非うぶ毛数が減った被験者は、どちらの群にもいたが、1日1回群のほうが1日2回群よりも減った本数が多かった。ただ、非うぶ毛数が最初のベースラインよりも減った人はいなかった。

ミノキシジルは効果があったよ、それも1日1回ではなくて1日2回の方がより効いたよ、という論文。
しかし一般に、「クスリはリスク」である。
薬には副作用がつきもので、それはミノキシジルも例外ではない。たとえば、以下のような症例報告がある。

『ミノキシジルの局所塗布は、非動脈性前部虚血性視神経症(NAION)の原因か』
https://www.ncbi.nlm.nih.gov/pmc/articles/PMC5028441/
5%ミノキシジルの局所塗布でNAIONを生じたが、使用の中止により回復した症例報告。
ミノキシジルはもともとは降圧薬として研究・開発された薬である。
しかし治験中、被験者のなかに髪の毛が生えてきた人がいたことから、脱毛症治療薬として売り出されたという経緯がある。
だから循環器系への副作用(血圧低下、頻脈、浮腫など)は当然想定されるし、局所塗布ならかゆみや接触性皮膚炎なども起こり得る。

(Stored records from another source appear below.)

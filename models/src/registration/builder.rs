use super::RegistrationRequest;
use crate::ErrorLocation;
use crate::error::model_error::ModelError;

use std::panic::Location;

use serde_json::{Map, Value};

/// Collects registration fields as the user types them.
///
/// Doubles as the synchronizer's input buffer: fields are set and cleared one
/// at a time and [`build`](Self::build) produces the request on submit.
#[derive(Debug, Clone, Default, PartialEq)]
pub struct RegistrationRequestBuilder {
    fields: Map<String, Value>,
}

impl RegistrationRequestBuilder {
    pub fn with_field(mut self, key: impl Into<String>, value: impl Into<Value>) -> Self {
        self.set_field(key, value);
        self
    }

    pub fn set_field(&mut self, key: impl Into<String>, value: impl Into<Value>) {
        self.fields.insert(key.into(), value.into());
    }

    pub fn remove_field(&mut self, key: &str) -> Option<Value> {
        self.fields.remove(key)
    }

    pub fn fields(&self) -> &Map<String, Value> {
        &self.fields
    }

    pub fn clear(&mut self) {
        self.fields.clear();
    }

    /// True when nothing worth sending has been entered.
    ///
    /// Null values and empty strings do not count as input.
    pub fn is_empty(&self) -> bool {
        self.fields.values().all(|value| match value {
            Value::Null => true,
            Value::String(text) => text.is_empty(),
            _ => false,
        })
    }

    /// Build the request, rejecting an empty submission.
    #[track_caller]
    pub fn build(self) -> Result<RegistrationRequest, ModelError> {
        if self.is_empty() {
            return Err(ModelError::Validation {
                message: String::from("Registration must contain at least one field"),
                location: ErrorLocation::from(Location::caller()),
            });
        }

        Ok(RegistrationRequest(self.fields))
    }
}
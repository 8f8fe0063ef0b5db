use anyhow::{Context, Result};
use serde::{Deserialize, Serialize};
use std::path::{Path, PathBuf};

use crate::deck::visibility::DEFAULT_THRESHOLD;

const FILENAME: &str = "config.yaml";
const APP_DIR: &str = "scrolldeck";

#[derive(Debug, Clone, Default, Serialize, Deserialize)]
pub struct Config {
    #[serde(default, skip_serializing_if = "Option::is_none")]
    pub defaults: Option<DefaultsConfig>,
}

#[derive(Debug, Clone, Default, Serialize, Deserialize)]
pub struct DefaultsConfig {
    #[serde(default, skip_serializing_if = "Option::is_none")]
    pub theme: Option<String>,

    /// Visible fraction at which a section becomes active.
    #[serde(default, skip_serializing_if = "Option::is_none")]
    pub threshold: Option<f32>,

    #[serde(default, skip_serializing_if = "Option::is_none")]
    pub tracking: Option<Tracking>,

    /// 1-indexed.
    #[serde(default, skip_serializing_if = "Option::is_none")]
    pub start_slide: Option<usize>,
}

#[derive(Debug, Clone, Copy, Default, PartialEq, Eq, Serialize, Deserialize)]
#[serde(rename_all = "kebab-case")]
pub enum Tracking {
    #[default]
    Auto,
    Off,
}

impl Config {
    pub fn path() -> Result<PathBuf> {
        dirs::config_dir()
            .map(|d| d.join(APP_DIR).join(FILENAME))
            .ok_or_else(|| anyhow::anyhow!("Could not determine config directory"))
    }

    pub fn load() -> Result<Self> {
        let path = Self::path()?;
        Self::load_from(&path)
    }

    pub fn load_from(path: &Path) -> Result<Self> {
        let contents = std::fs::read_to_string(path).map_err(|e| {
            if e.kind() == std::io::ErrorKind::NotFound {
                anyhow::anyhow!("No config found. Run `scrolldeck config show` to see defaults.")
            } else {
                anyhow::anyhow!("Failed to read config: {e}")
            }
        })?;
        let config: Config = serde_yaml::from_str(&contents)
            .with_context(|| format!("Invalid config in {}", path.display()))?;
        Ok(config)
    }

    pub fn load_or_default() -> Self {
        match Self::load() {
            Ok(config) => config,
            Err(e) => {
                tracing::debug!("using default config: {e:#}");
                Self::default()
            }
        }
    }

    pub fn save(&self) -> Result<PathBuf> {
        let path = Self::path()?;
        self.save_to(&path)?;
        Ok(path)
    }

    pub fn save_to(&self, path: &Path) -> Result<()> {
        if let Some(parent) = path.parent() {
            std::fs::create_dir_all(parent)?;
        }
        let yaml = serde_yaml::to_string(self)?;
        let contents = format!("# ScrollDeck configuration\n{yaml}");
        std::fs::write(path, contents)
            .with_context(|| format!("Failed to write {}", path.display()))?;
        Ok(())
    }

    pub fn theme(&self) -> &str {
        self.defaults
            .as_ref()
            .and_then(|d| d.theme.as_deref())
            .unwrap_or("dark")
    }

    pub fn threshold(&self) -> f32 {
        self.defaults
            .as_ref()
            .and_then(|d| d.threshold)
            .filter(|t| valid_threshold(*t))
            .unwrap_or(DEFAULT_THRESHOLD)
    }

    pub fn tracking(&self) -> Tracking {
        self.defaults
            .as_ref()
            .and_then(|d| d.tracking)
            .unwrap_or_default()
    }

    pub fn start_slide(&self) -> Option<usize> {
        self.defaults.as_ref().and_then(|d| d.start_slide)
    }

    pub fn set(&mut self, key: &str, value: &str) -> Result<()> {
        match key {
            "defaults.theme" => {
                match value {
                    "light" | "dark" => {}
                    _ => anyhow::bail!("Invalid theme: {value}. Must be 'light' or 'dark'."),
                }
                self.defaults
                    .get_or_insert_with(DefaultsConfig::default)
                    .theme = Some(value.to_string());
            }
            "defaults.threshold" => {
                let threshold = value
                    .parse::<f32>()
                    .ok()
                    .filter(|t| valid_threshold(*t))
                    .ok_or_else(|| {
                        anyhow::anyhow!(
                            "Invalid threshold: {value}. Must be a number in (0, 1]."
                        )
                    })?;
                self.defaults
                    .get_or_insert_with(DefaultsConfig::default)
                    .threshold = Some(threshold);
            }
            "defaults.tracking" => {
                let tracking = match value {
                    "auto" => Tracking::Auto,
                    "off" => Tracking::Off,
                    _ => anyhow::bail!("Invalid tracking: {value}. Must be 'auto' or 'off'."),
                };
                self.defaults
                    .get_or_insert_with(DefaultsConfig::default)
                    .tracking = Some(tracking);
            }
            "defaults.start_slide" => {
                let slide = value.parse::<usize>().ok().filter(|n| *n >= 1).ok_or_else(|| {
                    anyhow::anyhow!("Invalid start_slide: {value}. Must be a slide number (1 or more).")
                })?;
                self.defaults
                    .get_or_insert_with(DefaultsConfig::default)
                    .start_slide = Some(slide);
            }
            _ => anyhow::bail!(
                "Unknown config key: {key}. Valid keys: defaults.theme, defaults.threshold, defaults.tracking, defaults.start_slide"
            ),
        }
        Ok(())
    }
}

fn valid_threshold(t: f32) -> bool {
    t > 0.0 && t <= 1.0
}
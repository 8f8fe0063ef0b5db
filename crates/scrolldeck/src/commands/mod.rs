pub mod check;
pub mod completion;
pub mod config;
pub mod init;
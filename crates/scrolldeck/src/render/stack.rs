use std::time::Instant;

use eframe::egui::{self, Stroke};

use crate::content::StackCard;
use crate::deck::stack::{CardFrame, StackRevealEngine};
use crate::deck::{DeckInput, SlideDeck};
use crate::render::media::MediaCache;
use crate::render::text;
use crate::theme::Theme;

/// Height of a card relative to its region.
const CARD_FRACTION: f32 = 0.78;
/// How far a card rises during its entrance.
const ENTRANCE_LIFT: f32 = 28.0;

/// Draw the feature stack inside `region`. Returns the region geometry
/// update for the engine when the layout changed.
pub fn render(
    ui: &mut egui::Ui,
    deck: &SlideDeck,
    theme: &Theme,
    region: egui::Rect,
    viewport_width: f32,
    media: &MediaCache,
    now: Instant,
) -> Option<DeckInput> {
    let engine = deck.stack()?;
    let card_height = (region.height() * CARD_FRACTION).max(1.0);

    let resize = ((engine.viewport_height() - region.height()).abs() > 0.5
        || (engine.geometry().card_height - card_height).abs() > 0.5)
        .then_some(DeckInput::StackViewport {
            height: region.height(),
            card_height,
        });

    let mut clipped = ui.new_child(
        egui::UiBuilder::new()
            .max_rect(region)
            .id_salt("feature_stack"),
    );
    clipped.set_clip_rect(region.intersect(ui.clip_rect()));

    let compact = theme.compact(viewport_width);
    for frame in engine.frames(now) {
        if let Some(card) = deck.cards().get(frame.index) {
            draw_card(&clipped, card, &frame, theme, region, media, compact);
        }
    }
    draw_scrollbar(ui, engine, theme, region);
    resize
}

fn card_rect(frame: &CardFrame, region: egui::Rect) -> egui::Rect {
    let lift = (1.0 - frame.reveal_progress) * ENTRANCE_LIFT;
    let width = region.width() * frame.scale;
    let height = frame.height * frame.scale;
    let top = region.top() + frame.top + lift;
    egui::Rect::from_min_size(
        egui::pos2(region.center().x - width / 2.0, top),
        egui::vec2(width, height),
    )
}

fn draw_card(
    ui: &egui::Ui,
    card: &StackCard,
    frame: &CardFrame,
    theme: &Theme,
    region: egui::Rect,
    media: &MediaCache,
    compact: bool,
) {
    if !frame.revealed {
        return;
    }
    let opacity = frame.reveal_progress;
    let rect = card_rect(frame, region);
    if !rect.intersects(region) {
        return;
    }

    let painter = ui.painter();
    painter.rect_filled(rect, 16.0, Theme::with_opacity(theme.card, opacity));
    painter.rect_stroke(
        rect,
        16.0,
        Stroke::new(1.0, Theme::with_opacity(theme.panel_border, opacity)),
        egui::StrokeKind::Inside,
    );

    let padding = 24.0 * frame.scale;
    let inner = rect.shrink(padding);
    let (text_rect, media_rect) = if compact {
        (inner, None)
    } else {
        let gap = 32.0 * frame.scale;
        let half = (inner.width() - gap) / 2.0;
        let left = egui::Rect::from_min_size(inner.min, egui::vec2(half, inner.height()));
        let right = egui::Rect::from_min_size(
            egui::pos2(inner.left() + half + gap, inner.top()),
            egui::vec2(half, inner.height()),
        );
        (left, Some(right))
    };

    let fg = Theme::with_opacity(theme.heading_color, opacity);
    let body = Theme::with_opacity(theme.foreground, opacity);
    let secondary = Theme::with_opacity(theme.secondary, opacity);
    let title_size = 24.0 * frame.scale;
    let body_size = 16.0 * frame.scale;

    let mut y = text_rect.top();
    let x = text_rect.left();
    let w = text_rect.width();
    y += text::draw_text(ui, &card.title, egui::pos2(x, y), title_size, fg, w) + 12.0;
    y += text::draw_labeled(ui, "Members:", &card.member, egui::pos2(x, y), body_size, body, w)
        + 8.0;
    text::draw_labeled(
        ui,
        "Association:",
        &card.association,
        egui::pos2(x, y),
        body_size,
        secondary,
        w,
    );

    if let (Some(area), Some(media_ref)) = (media_rect, card.media()) {
        text::draw_media(ui, media_ref, theme, area, opacity, media);
    }
}

fn draw_scrollbar(ui: &egui::Ui, engine: &StackRevealEngine, theme: &Theme, region: egui::Rect) {
    let max = engine.max_offset();
    if max <= 0.0 {
        return;
    }
    let track_h = region.height();
    let content_h = track_h + max;
    let thumb_h = (track_h * track_h / content_h).max(24.0);
    let thumb_top = region.top() + (track_h - thumb_h) * (engine.offset() / max);
    let thumb = egui::Rect::from_min_size(
        egui::pos2(region.right() - 6.0, thumb_top),
        egui::vec2(4.0, thumb_h),
    );
    ui.painter().rect_filled(thumb, 999.0, theme.accent);
}
use anyhow::Result;
use colored::Colorize;

use crate::cli::ConfigCommands;
use crate::config::Config;

pub fn run(command: ConfigCommands) -> Result<()> {
    match command {
        ConfigCommands::Show => show(),
        ConfigCommands::Set { key, value } => set(&key, &value),
    }
}

fn show() -> Result<()> {
    let path = Config::path()?;
    let config = Config::load_or_default();

    println!("{} {}", "Config file:".bold(), path.display());
    if !path.exists() {
        println!("{}", "(not created yet, showing defaults)".dimmed());
    }
    println!();
    println!("  {:<24} {}", "defaults.theme", config.theme().cyan());
    println!(
        "  {:<24} {}",
        "defaults.threshold",
        config.threshold().to_string().cyan()
    );
    let tracking = match config.tracking() {
        crate::config::Tracking::Auto => "auto",
        crate::config::Tracking::Off => "off",
    };
    println!("  {:<24} {}", "defaults.tracking", tracking.cyan());
    let start = config
        .start_slide()
        .map(|n| n.to_string())
        .unwrap_or_else(|| "first".to_string());
    println!("  {:<24} {}", "defaults.start_slide", start.cyan());
    Ok(())
}

fn set(key: &str, value: &str) -> Result<()> {
    let mut config = Config::load_or_default();
    config.set(key, value)?;
    let path = config.save()?;
    println!(
        "{} {key} = {value} ({})",
        "Saved".green().bold(),
        path.display()
    );
    Ok(())
}
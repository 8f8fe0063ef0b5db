use clap::{ArgAction, Parser, Subcommand, ValueEnum};
use std::path::PathBuf;

#[derive(Parser)]
#[command(name = "scrolldeck")]
#[command(author, version, about)]
#[command(long_about = "A scroll-driven slide deck with live widgets.\n\n\
    Slides stack vertically and snap into place as you scroll; the dot nav,\n\
    arrow keys and the revenue estimator follow along.\n\n\
    Examples:\n  \
    scrolldeck                    Present the built-in deck (fullscreen)\n  \
    scrolldeck deck.yaml          Present your own deck\n  \
    scrolldeck deck.yaml --windowed --slide 3\n  \
    scrolldeck init deck.yaml     Write the built-in deck as a starting point\n  \
    scrolldeck check deck.yaml    Validate a deck without opening a window")]
#[command(propagate_version = true)]
#[command(args_conflicts_with_subcommands = true)]
pub struct Cli {
    /// Deck file (YAML) to present. Defaults to the built-in deck.
    pub file: Option<PathBuf>,

    #[command(subcommand)]
    pub command: Option<Commands>,

    /// Launch in a window instead of fullscreen
    #[arg(long, global = false)]
    pub windowed: bool,

    /// Start on a specific slide (1-indexed)
    #[arg(long, global = false)]
    pub slide: Option<usize>,

    /// Increase output verbosity (-v for debug, -vv for trace)
    #[arg(short, long, action = ArgAction::Count, global = true)]
    pub verbose: u8,

    /// Suppress non-essential output
    #[arg(short, long, global = true)]
    pub quiet: bool,

    /// Disable colored output
    #[arg(long, global = true)]
    pub no_color: bool,
}

#[derive(Subcommand)]
pub enum Commands {
    /// View and modify configuration
    Config {
        #[command(subcommand)]
        command: ConfigCommands,
    },

    /// Generate shell completions
    Completion {
        /// Target shell
        #[arg(value_enum)]
        shell: Shell,
    },

    /// Validate a deck file and print a summary
    Check {
        /// Deck file to validate
        file: PathBuf,
    },

    /// Write the built-in deck to a file as a starting point
    Init {
        /// Destination path
        #[arg(default_value = "deck.yaml")]
        path: PathBuf,

        /// Overwrite an existing file
        #[arg(long)]
        force: bool,
    },

    /// Show version information
    Version,
}

#[derive(Subcommand)]
pub enum ConfigCommands {
    /// Display current configuration
    Show,

    /// Set a configuration value
    Set {
        /// Configuration key (e.g. defaults.theme, defaults.threshold, defaults.tracking)
        key: String,

        /// Value to set
        value: String,
    },
}

#[derive(Clone, ValueEnum)]
pub enum Shell {
    Bash,
    Zsh,
    Fish,
    Powershell,
}

impl Cli {
    /// `RUST_LOG` wins; otherwise -q/-v pick the level.
    pub fn log_filter(&self) -> &'static str {
        if self.quiet {
            return "error";
        }
        match self.verbose {
            0 => "warn",
            1 => "scrolldeck=debug",
            _ => "scrolldeck=trace",
        }
    }

    pub fn run(self) -> anyhow::Result<()> {
        if self.no_color {
            colored::control::set_override(false);
        }
        match self.command {
            Some(Commands::Config { command }) => crate::commands::config::run(command),
            Some(Commands::Completion { shell }) => {
                crate::commands::completion::run(shell);
                Ok(())
            }
            Some(Commands::Check { file }) => crate::commands::check::run(&file, self.quiet),
            Some(Commands::Init { path, force }) => crate::commands::init::run(&path, force),
            Some(Commands::Version) => {
                println!("scrolldeck {}", env!("CARGO_PKG_VERSION"));
                Ok(())
            }
            None => {
                if let Some(ref file) = self.file {
                    if !file.exists() {
                        anyhow::bail!("File not found: {}", file.display());
                    }
                }
                crate::app::run(self.file, self.windowed, self.slide)
            }
        }
    }
}

#[cfg(test)]
mod tests {
    use super::*;

    #[test]
    fn test_parse_present_flags() {
        let cli = Cli::try_parse_from(["scrolldeck", "deck.yaml", "--windowed", "--slide", "3"])
            .unwrap();
        assert_eq!(cli.file, Some(PathBuf::from("deck.yaml")));
        assert!(cli.windowed);
        assert_eq!(cli.slide, Some(3));
        assert!(cli.command.is_none());
    }

    #[test]
    fn test_parse_subcommand() {
        let cli = Cli::try_parse_from(["scrolldeck", "check", "deck.yaml"]).unwrap();
        assert!(matches!(cli.command, Some(Commands::Check { .. })));
    }

    #[test]
    fn test_log_filter_levels() {
        let quiet = Cli::try_parse_from(["scrolldeck", "-q", "version"]).unwrap();
        assert_eq!(quiet.log_filter(), "error");
        let chatty = Cli::try_parse_from(["scrolldeck", "-vv", "version"]).unwrap();
        assert_eq!(chatty.log_filter(), "scrolldeck=trace");
        let plain = Cli::try_parse_from(["scrolldeck"]).unwrap();
        assert_eq!(plain.log_filter(), "warn");
    }
}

こうした副作用は医者のほうでもよく承知しているが、患者から「最近目がぼやけ視力が下がっています」と言われても、まさかミノキシジルが原因とは思いもよらない。
レアな副作用ではあるだろう。しかし、医者のほうで認識しておかないと、失明など最悪の事態を防げない。
ただの毛生え薬、という軽い認識では危険だ。